By Joel Hersch

SANTA CRUZ >> To help people understand the volunteer work Keith Henderson does on behalf of ShelterBox, he asks them to imagine a scenario: All is lost.

“Assume that everything you had was gone,” he said. “And then think, what things are the most important. It’s a good way to put what’s happening (in some disaster zones) into perspective.”

That was exactly the scenario Henderson found during his deployment last month to Malawi, a landlocked country in Southeastern Africa, where massive floods earlier this year have forced more than 300,000 people from their homes and affected more than a million, according to the United Nations International Children’s Emergency Fund, or UNICEF.

Florida-based ShelterBox USA responds to disaster zones around the world with durable tent-housing and other emergency supplies. The organization got its start in 2000 in England.
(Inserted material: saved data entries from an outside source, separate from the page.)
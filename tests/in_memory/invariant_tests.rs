//! Property tests: random operation sequences never break the
//! mutual-reference invariants of committed state.

use super::helpers::{TestRoster, check_invariants, create_task, create_user, roster, snapshot};
use proptest::prelude::*;
use tasklink::roster::{
    domain::{TaskId, UserId},
    services::{CreateUserRequest, UpdateTaskRequest, UpdateUserRequest},
};

#[derive(Clone, Debug)]
enum Op {
    CreateUser { pending: Vec<usize> },
    CreateTask { assignee: Option<usize> },
    Assign { task: usize, user: Option<usize> },
    SetCompleted { task: usize, completed: bool },
    ReplacePending { user: usize, tasks: Vec<usize> },
    RenameUser { user: usize },
    DeleteTask { task: usize },
    DeleteUser { user: usize },
}

fn arb_op() -> impl Strategy<Value = Op> {
    let index = 0..8_usize;
    prop_oneof![
        prop::collection::vec(index.clone(), 0..3).prop_map(|pending| Op::CreateUser { pending }),
        prop::option::of(index.clone()).prop_map(|assignee| Op::CreateTask { assignee }),
        (index.clone(), prop::option::of(index.clone()))
            .prop_map(|(task, user)| Op::Assign { task, user }),
        (index.clone(), any::<bool>())
            .prop_map(|(task, completed)| Op::SetCompleted { task, completed }),
        (index.clone(), prop::collection::vec(index.clone(), 0..4))
            .prop_map(|(user, tasks)| Op::ReplacePending { user, tasks }),
        index.clone().prop_map(|user| Op::RenameUser { user }),
        index.clone().prop_map(|task| Op::DeleteTask { task }),
        index.prop_map(|user| Op::DeleteUser { user }),
    ]
}

/// Every identifier ever created, so operations may also target deleted
/// records and exercise the not-found paths.
#[derive(Default)]
struct Known {
    users: Vec<UserId>,
    tasks: Vec<TaskId>,
}

impl Known {
    fn user(&self, index: usize) -> Option<UserId> {
        index
            .checked_rem(self.users.len())
            .and_then(|slot| self.users.get(slot).copied())
    }

    fn task(&self, index: usize) -> Option<TaskId> {
        index
            .checked_rem(self.tasks.len())
            .and_then(|slot| self.tasks.get(slot).copied())
    }

    fn tasks(&self, indices: &[usize]) -> Vec<TaskId> {
        indices.iter().filter_map(|index| self.task(*index)).collect()
    }
}

/// Applies one operation and reports whether it committed. A rejected
/// operation must leave the committed state as consistent as a successful
/// one.
async fn apply(roster: &TestRoster, known: &mut Known, op: &Op, step: usize) -> bool {
    match op {
        Op::CreateUser { pending } => {
            let request = CreateUserRequest::new(
                format!("User {step}"),
                format!("user{step}@example.com"),
            )
            .with_pending_tasks(known.tasks(pending));
            match roster.users.create_user(request).await {
                Ok(user) => {
                    known.users.push(user.id());
                    true
                }
                Err(_) => false,
            }
        }
        Op::CreateTask { assignee } => {
            let user = assignee.and_then(|index| known.user(index));
            match create_task(roster, &format!("Task {step}"), user).await {
                Ok(task) => {
                    known.tasks.push(task.id());
                    true
                }
                Err(_) => false,
            }
        }
        Op::Assign { task, user } => {
            let Some(task_id) = known.task(*task) else {
                return false;
            };
            let request = match user.and_then(|index| known.user(index)) {
                Some(user_id) => UpdateTaskRequest::new(task_id).assign_to(user_id),
                None => UpdateTaskRequest::new(task_id).unassign(),
            };
            roster.tasks.update_task(request).await.is_ok()
        }
        Op::SetCompleted { task, completed } => {
            let Some(task_id) = known.task(*task) else {
                return false;
            };
            let request = UpdateTaskRequest::new(task_id).with_completed(*completed);
            roster.tasks.update_task(request).await.is_ok()
        }
        Op::ReplacePending { user, tasks } => {
            let Some(user_id) = known.user(*user) else {
                return false;
            };
            let request = UpdateUserRequest::new(user_id).with_pending_tasks(known.tasks(tasks));
            roster.users.update_user(request).await.is_ok()
        }
        Op::RenameUser { user } => {
            let Some(user_id) = known.user(*user) else {
                return false;
            };
            let request = UpdateUserRequest::new(user_id).with_name(format!("Renamed {step}"));
            roster.users.update_user(request).await.is_ok()
        }
        Op::DeleteTask { task } => match known.task(*task) {
            Some(task_id) => roster.tasks.delete_task(task_id).await.is_ok(),
            None => false,
        },
        Op::DeleteUser { user } => match known.user(*user) {
            Some(user_id) => roster.users.delete_user(user_id).await.is_ok(),
            None => false,
        },
    }
}

proptest! {
    #![proptest_config(ProptestConfig::with_cases(64))]

    #[test]
    fn committed_state_always_satisfies_invariants(
        ops in prop::collection::vec(arb_op(), 1..40)
    ) {
        let runtime = tokio::runtime::Builder::new_current_thread()
            .enable_all()
            .build()
            .map_err(|err| TestCaseError::fail(err.to_string()))?;

        let outcome: Result<(), String> = runtime.block_on(async {
            let roster = roster();
            let mut known = Known::default();
            create_user(&roster, "Seed")
                .await
                .map(|user| known.users.push(user.id()))
                .map_err(|err| err.to_string())?;

            for (step, op) in ops.iter().enumerate() {
                let committed = apply(&roster, &mut known, op, step).await;
                let (tasks, users) = snapshot(&roster).await.map_err(|err| err.to_string())?;
                check_invariants(&tasks, &users).map_err(|violation| {
                    format!("after {op:?} (committed: {committed}) at step {step}: {violation}")
                })?;
            }
            Ok::<(), String>(())
        });

        prop_assert!(outcome.is_ok(), "{}", outcome.err().unwrap_or_default());
    }
}
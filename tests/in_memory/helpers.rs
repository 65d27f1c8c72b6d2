//! Shared test helpers for in-memory roster integration tests.

use std::collections::HashMap;
use std::sync::Arc;

use chrono::{Duration, Utc};
use mockable::DefaultClock;
use rstest::fixture;
use tasklink::config::TransactionConfig;
use tasklink::roster::{
    adapters::memory::InMemoryEntityStore,
    domain::{Task, TaskId, UNASSIGNED_USER_NAME, User, UserId},
    ports::{ListWindow, TaskFilter},
    services::{CreateTaskRequest, CreateUserRequest, Roster, RosterError},
};

/// Roster type used by integration tests.
pub type TestRoster = Roster<InMemoryEntityStore, DefaultClock>;

/// Provides a roster over a fresh in-memory store.
#[fixture]
pub fn roster() -> TestRoster {
    Roster::new(
        Arc::new(InMemoryEntityStore::new()),
        Arc::new(DefaultClock),
        TransactionConfig::default(),
    )
}

/// Creates a user whose email is derived from `name`.
///
/// # Errors
///
/// Returns the roster error when creation fails.
pub async fn create_user(roster: &TestRoster, name: &str) -> Result<User, RosterError> {
    let email = format!("{}@example.com", name.to_lowercase().replace(' ', "."));
    roster
        .users
        .create_user(CreateUserRequest::new(name, email))
        .await
}

/// Creates an open task due in a week, optionally assigned.
///
/// # Errors
///
/// Returns the roster error when creation fails.
pub async fn create_task(
    roster: &TestRoster,
    name: &str,
    assignee: Option<UserId>,
) -> Result<Task, RosterError> {
    let mut request = CreateTaskRequest::new(name, Utc::now() + Duration::days(7));
    if let Some(user) = assignee {
        request = request.with_assigned_user(user);
    }
    roster.tasks.create_task(request).await
}

/// Reads every committed task and user.
///
/// # Errors
///
/// Returns the roster error when a listing fails.
pub async fn snapshot(roster: &TestRoster) -> Result<(Vec<Task>, Vec<User>), RosterError> {
    let tasks = roster.tasks.list_tasks(&TaskFilter::default()).await?;
    let users = roster.users.list_users(&ListWindow::default()).await?;
    Ok((tasks, users))
}

/// Checks the mutual-reference invariants over one committed snapshot.
///
/// A completed task may keep pointing at a deleted user; such history is
/// exempt from the name check.
///
/// # Errors
///
/// Returns a description of the first violated invariant.
pub fn check_invariants(tasks: &[Task], users: &[User]) -> Result<(), String> {
    let tasks_by_id: HashMap<TaskId, &Task> = tasks.iter().map(|task| (task.id(), task)).collect();
    let users_by_id: HashMap<UserId, &User> = users.iter().map(|user| (user.id(), user)).collect();

    for task in tasks {
        match task.assigned_user() {
            None => {
                if task.assigned_user_name() != UNASSIGNED_USER_NAME {
                    return Err(format!("unassigned task {} shows a name", task.id()));
                }
            }
            Some(user_id) => {
                let owner = users_by_id.get(&user_id);
                if !task.is_completed() && !owner.is_some_and(|user| user.has_pending(task.id())) {
                    return Err(format!("open task {} missing from its user's list", task.id()));
                }
                if let Some(user) = owner {
                    if task.assigned_user_name() != user.name().as_str() {
                        return Err(format!("task {} shows a stale user name", task.id()));
                    }
                }
            }
        }
    }

    let mut holders: HashMap<TaskId, UserId> = HashMap::new();
    for user in users {
        for task_id in user.pending_tasks() {
            let Some(task) = tasks_by_id.get(task_id) else {
                return Err(format!("user {} lists missing task {task_id}", user.id()));
            };
            if !task.is_pending_for(user.id()) {
                return Err(format!("user {} lists completed or foreign task {task_id}", user.id()));
            }
            if let Some(other) = holders.insert(*task_id, user.id()) {
                if other != user.id() {
                    return Err(format!("task {task_id} is pending for two users"));
                }
            }
        }
    }
    Ok(())
}
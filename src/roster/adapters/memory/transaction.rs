//! Optimistic transaction over the in-memory entity store.

use super::store::{StoreState, Versioned, read_state, write_state};
use crate::roster::{
    domain::{EmailAddress, Task, TaskId, User, UserId},
    ports::{StoreError, StoreResult, StoreTransaction},
};
use std::collections::HashMap;
use std::collections::hash_map::Entry;
use std::sync::{Arc, RwLock};
use tracing::debug;

#[derive(Debug, Clone, Copy, PartialEq, Eq, Hash)]
enum RecordKey {
    Task(TaskId),
    User(UserId),
}

impl std::fmt::Display for RecordKey {
    fn fmt(&self, f: &mut std::fmt::Formatter<'_>) -> std::fmt::Result {
        match self {
            Self::Task(id) => write!(f, "task {id}"),
            Self::User(id) => write!(f, "user {id}"),
        }
    }
}

/// An open transaction against an [`super::InMemoryEntityStore`].
///
/// Writes stay private to the transaction until [`Self::commit`]; dropping
/// the transaction rolls it back.
#[derive(Debug)]
pub(crate) struct InMemoryTransaction {
    state: Arc<RwLock<StoreState>>,
    observed: HashMap<RecordKey, Option<u64>>,
    tasks: HashMap<TaskId, Option<Task>>,
    users: HashMap<UserId, Option<User>>,
}

impl InMemoryTransaction {
    pub(super) fn new(state: Arc<RwLock<StoreState>>) -> Self {
        Self {
            state,
            observed: HashMap::new(),
            tasks: HashMap::new(),
            users: HashMap::new(),
        }
    }

    /// Records the version of `key` seen by this transaction, failing when a
    /// concurrent commit has replaced the version seen earlier.
    fn observe(&mut self, key: RecordKey, current: Option<u64>) -> StoreResult<()> {
        match self.observed.entry(key) {
            Entry::Occupied(seen) if *seen.get() != current => {
                Err(StoreError::Conflict(format!("{key} changed during transaction")))
            }
            Entry::Occupied(_) => Ok(()),
            Entry::Vacant(slot) => {
                slot.insert(current);
                Ok(())
            }
        }
    }

    fn committed_task(&mut self, id: TaskId) -> StoreResult<Option<Task>> {
        let entry = read_state(&self.state)?.tasks.get(&id).cloned();
        self.observe(RecordKey::Task(id), entry.as_ref().map(|e| e.version))?;
        Ok(entry.map(|e| e.record))
    }

    fn committed_user(&mut self, id: UserId) -> StoreResult<Option<User>> {
        let entry = read_state(&self.state)?.users.get(&id).cloned();
        self.observe(RecordKey::User(id), entry.as_ref().map(|e| e.version))?;
        Ok(entry.map(|e| e.record))
    }

    fn observe_current_task(&mut self, id: TaskId) -> StoreResult<()> {
        let version = read_state(&self.state)?.tasks.get(&id).map(|e| e.version);
        self.observe(RecordKey::Task(id), version)
    }

    fn observe_current_user(&mut self, id: UserId) -> StoreResult<()> {
        let version = read_state(&self.state)?.users.get(&id).map(|e| e.version);
        self.observe(RecordKey::User(id), version)
    }

    /// Validates observed versions and email uniqueness, then applies every
    /// buffered write atomically.
    ///
    /// # Errors
    ///
    /// Returns [`StoreError::Conflict`] when a record read or written by
    /// this transaction was changed by a concurrent commit,
    /// [`StoreError::DuplicateEmail`] when the result would hold two users
    /// with one email, or [`StoreError::Persistence`] when the store lock is
    /// poisoned. Nothing is applied on error.
    pub(crate) fn commit(self) -> StoreResult<()> {
        let Self {
            state,
            observed,
            tasks,
            users,
        } = self;
        let mut guard = write_state(&state)?;

        for (key, seen) in &observed {
            let current = match key {
                RecordKey::Task(id) => guard.tasks.get(id).map(|e| e.version),
                RecordKey::User(id) => guard.users.get(id).map(|e| e.version),
            };
            if current != *seen {
                return Err(StoreError::Conflict(format!(
                    "{key} was modified by a concurrent transaction"
                )));
            }
        }

        for user in users.values().flatten() {
            let taken_by_committed = guard.users.values().any(|entry| {
                entry.record.id() != user.id()
                    && entry.record.email() == user.email()
                    && !users.contains_key(&entry.record.id())
            });
            let taken_by_pending = users
                .values()
                .flatten()
                .any(|other| other.id() != user.id() && other.email() == user.email());
            if taken_by_committed || taken_by_pending {
                return Err(StoreError::DuplicateEmail(user.email().clone()));
            }
        }

        let write_count = tasks.len() + users.len();
        for (id, task) in tasks {
            guard.last_version += 1;
            let version = guard.last_version;
            match task {
                Some(record) => {
                    guard.tasks.insert(id, Versioned { version, record });
                }
                None => {
                    guard.tasks.remove(&id);
                }
            }
        }
        for (id, user) in users {
            guard.last_version += 1;
            let version = guard.last_version;
            match user {
                Some(record) => {
                    guard.users.insert(id, Versioned { version, record });
                }
                None => {
                    guard.users.remove(&id);
                }
            }
        }
        guard.committed_writes += u64::try_from(write_count).unwrap_or(u64::MAX);

        debug!(records = write_count, "in-memory transaction committed");
        Ok(())
    }
}

impl StoreTransaction for InMemoryTransaction {
    fn get_task(&mut self, id: TaskId) -> StoreResult<Option<Task>> {
        match self.tasks.get(&id) {
            Some(pending) => Ok(pending.clone()),
            None => self.committed_task(id),
        }
    }

    fn get_user(&mut self, id: UserId) -> StoreResult<Option<User>> {
        match self.users.get(&id) {
            Some(pending) => Ok(pending.clone()),
            None => self.committed_user(id),
        }
    }

    fn put_task(&mut self, task: &Task) -> StoreResult<()> {
        self.observe_current_task(task.id())?;
        self.tasks.insert(task.id(), Some(task.clone()));
        Ok(())
    }

    fn put_user(&mut self, user: &User) -> StoreResult<()> {
        self.observe_current_user(user.id())?;
        self.users.insert(user.id(), Some(user.clone()));
        Ok(())
    }

    fn delete_task(&mut self, id: TaskId) -> StoreResult<()> {
        self.observe_current_task(id)?;
        self.tasks.insert(id, None);
        Ok(())
    }

    fn delete_user(&mut self, id: UserId) -> StoreResult<()> {
        self.observe_current_user(id)?;
        self.users.insert(id, None);
        Ok(())
    }

    fn find_user_by_email(&mut self, email: &EmailAddress) -> StoreResult<Option<User>> {
        if let Some(pending) = self
            .users
            .values()
            .flatten()
            .find(|user| user.email() == email)
        {
            return Ok(Some(pending.clone()));
        }

        let committed = read_state(&self.state)?
            .users
            .values()
            .find(|entry| {
                entry.record.email() == email && !self.users.contains_key(&entry.record.id())
            })
            .cloned();
        match committed {
            Some(entry) => {
                self.observe(RecordKey::User(entry.record.id()), Some(entry.version))?;
                Ok(Some(entry.record))
            }
            None => Ok(None),
        }
    }

    fn find_tasks_by_assignee(&mut self, user: UserId) -> StoreResult<Vec<Task>> {
        let committed: Vec<Versioned<Task>> = read_state(&self.state)?
            .tasks
            .values()
            .filter(|entry| {
                entry.record.assigned_user() == Some(user)
                    && !self.tasks.contains_key(&entry.record.id())
            })
            .cloned()
            .collect();

        let mut assigned = Vec::with_capacity(committed.len());
        for entry in committed {
            self.observe(RecordKey::Task(entry.record.id()), Some(entry.version))?;
            assigned.push(entry.record);
        }
        assigned.extend(
            self.tasks
                .values()
                .flatten()
                .filter(|task| task.assigned_user() == Some(user))
                .cloned(),
        );
        assigned.sort_by_key(|task| (task.created_at(), task.id()));
        Ok(assigned)
    }
}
Henderson, who works locally as senior project manager at Barry Swenson Builder and has volunteered with ShelterBox since 2009, flew into Malawi’s second largest city, Blantyre, in early February. The three-member team negotiated its way through customs — which can be exceptionally complicated with the bulky, green, 75-pound boxes of gear that give the organization its name. They rented all-terrain vehicles with local drivers and then made their way about 40 miles south to Zomba, a smaller more rural community that had not yet received any outside assistance.